Figure 2.

Expression of xPR in Xenopus oocytes. (A) Total RNA (1 μg each) from oocytes of the various stages (stages I–III mixed with unknown ratio) were reverse-transcribed followed by PCR amplification using xPR primers encompassing exons E1 and E2. Lane 4 represents a negative control in which PCR was performed directly on input stage VI oocyte RNA without prior reverse transcription (RT). Shown is a representative of four independent experiments with arrows indicating the specifically amplified products. (B) Extracts from stage IV (lane 1), stage V (lane 2), or stage VI (lane 3) oocytes, isolated after collagenase treatment of ovarian tissues, or extracts from collagenase-treated and devitellinated oocytes (lane 4), were immunoblotted with anti-xPR. Equal amounts (50 μg) of proteins were loaded on each lane.

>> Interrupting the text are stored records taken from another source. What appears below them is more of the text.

use chrono::{DateTime, Utc};
use serde::{Deserialize, Serialize};

use prospector_core::{DomainError, DomainResult, Entity, Owned, TemplateId, UserId};

pub const MAX_TEMPLATE_NAME_LEN: usize = 120;

/// Reusable email template. `name` is unique per owner.
#[derive(Debug, Clone, PartialEq, Eq, Serialize)]
pub struct Template {
    pub id: TemplateId,
    pub owner_id: UserId,
    pub name: String,
    pub subject: String,
    pub body: String,
    pub created_at: DateTime<Utc>,
}

impl Entity for Template {
    type Id = TemplateId;

    fn id(&self) -> &Self::Id {
        &self.id
    }
}

impl Owned for Template {
    fn owner_id(&self) -> UserId {
        self.owner_id
    }
}

#[derive(Debug, Clone, PartialEq, Eq, Deserialize)]
pub struct NewTemplate {
    pub name: String,
    pub subject: String,
    pub body: String,
}

impl NewTemplate {
    pub fn validate(self) -> DomainResult<Self> {
        let name = self.name.trim().to_string();
        let subject = self.subject.trim().to_string();

        if name.is_empty() {
            return Err(DomainError::validation("name is required"));
        }
        if name.chars().count() > MAX_TEMPLATE_NAME_LEN {
            return Err(DomainError::validation(format!(
                "name must be at most {MAX_TEMPLATE_NAME_LEN} characters"
            )));
        }
        if subject.is_empty() {
            return Err(DomainError::validation("subject is required"));
        }
        if self.body.trim().is_empty() {
            return Err(DomainError::validation("body is required"));
        }

        Ok(Self {
            name,
            subject,
            body: self.body,
        })
    }

    pub fn into_template(self, id: TemplateId, owner_id: UserId, now: DateTime<Utc>) -> Template {
        Template {
            id,
            owner_id,
            name: self.name,
            subject: self.subject,
            body: self.body,
            created_at: now,
        }
    }
}

#[cfg(test)]
mod tests {
    use super::*;

    fn input(name: &str, subject: &str, body: &str) -> NewTemplate {
        NewTemplate {
            name: name.to_string(),
            subject: subject.to_string(),
            body: body.to_string(),
        }
    }

    #[test]
    fn required_fields() {
        assert!(input("", "Hi", "Body").validate().is_err());
        assert!(input("Intro", " ", "Body").validate().is_err());
        assert!(input("Intro", "Hi", "\n").validate().is_err());
        assert!(input(&"x".repeat(MAX_TEMPLATE_NAME_LEN + 1), "Hi", "Body").validate().is_err());
    }

    #[test]
    fn body_whitespace_is_preserved() {
        let t = input(" Intro ", " Hello {{name}} ", "Hi,\n\nThanks!\n").validate().unwrap();
        assert_eq!(t.name, "Intro");
        assert_eq!(t.subject, "Hello {{name}}");
        assert_eq!(t.body, "Hi,\n\nThanks!\n");
    }
}
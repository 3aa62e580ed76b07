//! Password hashing primitive (Argon2id).

use std::sync::Arc;

use argon2::password_hash::{PasswordHash, PasswordHasher as _, PasswordVerifier as _, SaltString};
use argon2::{Algorithm, Argon2, Params, Version};
use thiserror::Error;

#[derive(Debug, Error, Clone, PartialEq, Eq)]
pub enum PasswordError {
    #[error("invalid hash parameters: {0}")]
    InvalidParams(String),

    #[error("salt generation failed: {0}")]
    Salt(String),

    #[error("hashing failed: {0}")]
    Hash(String),
}

/// One-way password function with a verify operation.
pub trait PasswordHasher: Send + Sync {
    fn hash(&self, password: &str) -> Result<String, PasswordError>;

    /// Returns `false` for a mismatch and for an unparseable stored hash alike.
    fn verify(&self, password: &str, hash: &str) -> bool;
}

impl<H> PasswordHasher for Arc<H>
where
    H: PasswordHasher + ?Sized,
{
    fn hash(&self, password: &str) -> Result<String, PasswordError> {
        (**self).hash(password)
    }

    fn verify(&self, password: &str, hash: &str) -> bool {
        (**self).verify(password, hash)
    }
}

/// Argon2id work factor.
#[derive(Debug, Copy, Clone, PartialEq, Eq)]
pub struct HashCost {
    pub memory_kib: u32,
    pub iterations: u32,
    pub parallelism: u32,
}

impl HashCost {
    /// Lowest cost accepted for production configuration (OWASP Argon2id
    /// baseline: 19 MiB, 2 passes).
    pub const PRODUCTION_FLOOR: HashCost = HashCost {
        memory_kib: 19_456,
        iterations: 2,
        parallelism: 1,
    };

    pub const fn new(memory_kib: u32, iterations: u32, parallelism: u32) -> Self {
        Self {
            memory_kib,
            iterations,
            parallelism,
        }
    }

    pub fn meets_production_floor(&self) -> bool {
        self.memory_kib >= Self::PRODUCTION_FLOOR.memory_kib
            && self.iterations >= Self::PRODUCTION_FLOOR.iterations
            && self.parallelism >= 1
    }
}

impl Default for HashCost {
    fn default() -> Self {
        Self::new(19_456, 3, 1)
    }
}

/// Argon2id hasher producing PHC strings (`$argon2id$v=19$...`).
#[derive(Debug, Clone)]
pub struct Argon2Hasher {
    params: Params,
}

impl Argon2Hasher {
    pub fn new(cost: HashCost) -> Result<Self, PasswordError> {
        let params = Params::new(cost.memory_kib, cost.iterations, cost.parallelism, None)
            .map_err(|e| PasswordError::InvalidParams(e.to_string()))?;
        Ok(Self { params })
    }

    fn argon2(&self) -> Argon2<'_> {
        Argon2::new(Algorithm::Argon2id, Version::V0x13, self.params.clone())
    }
}

impl PasswordHasher for Argon2Hasher {
    fn hash(&self, password: &str) -> Result<String, PasswordError> {
        let mut salt_bytes = [0u8; 16];
        getrandom::getrandom(&mut salt_bytes).map_err(|e| PasswordError::Salt(e.to_string()))?;
        let salt = SaltString::encode_b64(&salt_bytes).map_err(|e| PasswordError::Salt(e.to_string()))?;

        let phc = self
            .argon2()
            .hash_password(password.as_bytes(), &salt)
            .map_err(|e| PasswordError::Hash(e.to_string()))?;
        Ok(phc.to_string())
    }

    fn verify(&self, password: &str, hash: &str) -> bool {
        match PasswordHash::new(hash) {
            // Parameters come from the PHC string, so hashes made under an older
            // cost keep verifying after the cost is raised.
            Ok(parsed) => self.argon2().verify_password(password.as_bytes(), &parsed).is_ok(),
            Err(_) => false,
        }
    }
}
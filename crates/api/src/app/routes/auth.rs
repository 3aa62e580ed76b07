//! Registration and session lifecycle.

use std::sync::Arc;

use axum::{
    Json, Router,
    extract::{Extension, rejection::JsonRejection},
    http::{StatusCode, header},
    response::IntoResponse,
    routing::{get, post},
};
use chrono::Utc;
use tracing::{error, info};

use prospector_auth::AuthOutcome;

use crate::app::{dto, errors, services::AppServices};
use crate::context::SessionContext;
use crate::middleware::{expired_session_cookie, session_cookie};

pub fn router() -> Router {
    Router::new()
        .route("/signin", post(sign_in))
        .route("/signout", post(sign_out))
        .route("/session", get(session))
}

pub async fn register(
    Extension(services): Extension<Arc<AppServices>>,
    body: Result<Json<dto::RegisterRequest>, JsonRejection>,
) -> axum::response::Response {
    let Json(body) = match body {
        Ok(b) => b,
        Err(rejection) => return errors::json_rejection_to_response(rejection),
    };

    match services.verifier.register(body.into()).await {
        Ok(identity) => {
            info!(user_id = %identity.id, "identity registered");
            (StatusCode::CREATED, Json(dto::RegisteredResponse::from(identity))).into_response()
        }
        Err(e) => errors::registration_error_to_response(e),
    }
}

pub async fn sign_in(
    Extension(services): Extension<Arc<AppServices>>,
    body: Result<Json<dto::SignInRequest>, JsonRejection>,
) -> axum::response::Response {
    let Json(body) = match body {
        Ok(b) => b,
        Err(rejection) => return errors::json_rejection_to_response(rejection),
    };

    let identity = match services.verifier.authenticate(&body.email, &body.password).await {
        AuthOutcome::Authenticated(identity) => identity,
        AuthOutcome::Denied => {
            return errors::json_error(
                StatusCode::UNAUTHORIZED,
                "invalid_credentials",
                "invalid email or password",
            );
        }
    };

    let issued = match services.sessions.issue(&identity, Utc::now()) {
        Ok(issued) => issued,
        Err(e) => {
            error!(error = %e, "failed to issue session");
            return errors::internal_error();
        }
    };

    let Some(cookie) = session_cookie(&issued.token, services.sessions.ttl()) else {
        error!("session token is not a valid header value");
        return errors::internal_error();
    };

    info!(user_id = %identity.id, "session issued");
    (
        StatusCode::OK,
        [(header::SET_COOKIE, cookie)],
        Json(dto::SignedInResponse {
            id: identity.id,
            email: identity.email,
            name: identity.name,
            token: issued.token,
        }),
    )
        .into_response()
}

/// Sessions are stateless; signing out only clears the cookie.
pub async fn sign_out() -> axum::response::Response {
    (StatusCode::NO_CONTENT, [(header::SET_COOKIE, expired_session_cookie())]).into_response()
}

pub async fn session(session: Option<SessionContext>) -> impl IntoResponse {
    Json(dto::SessionResponse {
        user: session.map(|s| s.identity()),
    })
}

The primary antibodies were visualized by incubation with appropriate secondary antibody-horseradish peroxidase conjugates followed by the use of a chemiluminescence kit (ECL, Amersham Pharmacia). Shown is a representative of three independent experiments. (C) Extracts from uninjected (lanes 1, 5, and 9) or Myc-xPR mRNA-injected (lanes 2, 6, and 10) oocytes (each representing half an oocyte), or extracts from untransfected (lanes 3, 7, and 11) or Myc-xPR-transfected (lanes 4, 8, and 12) COS cells (each representing one-tenth of a 3-cm dish) were immunoblotted with the indicated antibodies. Shown is a representative of three independent experiments.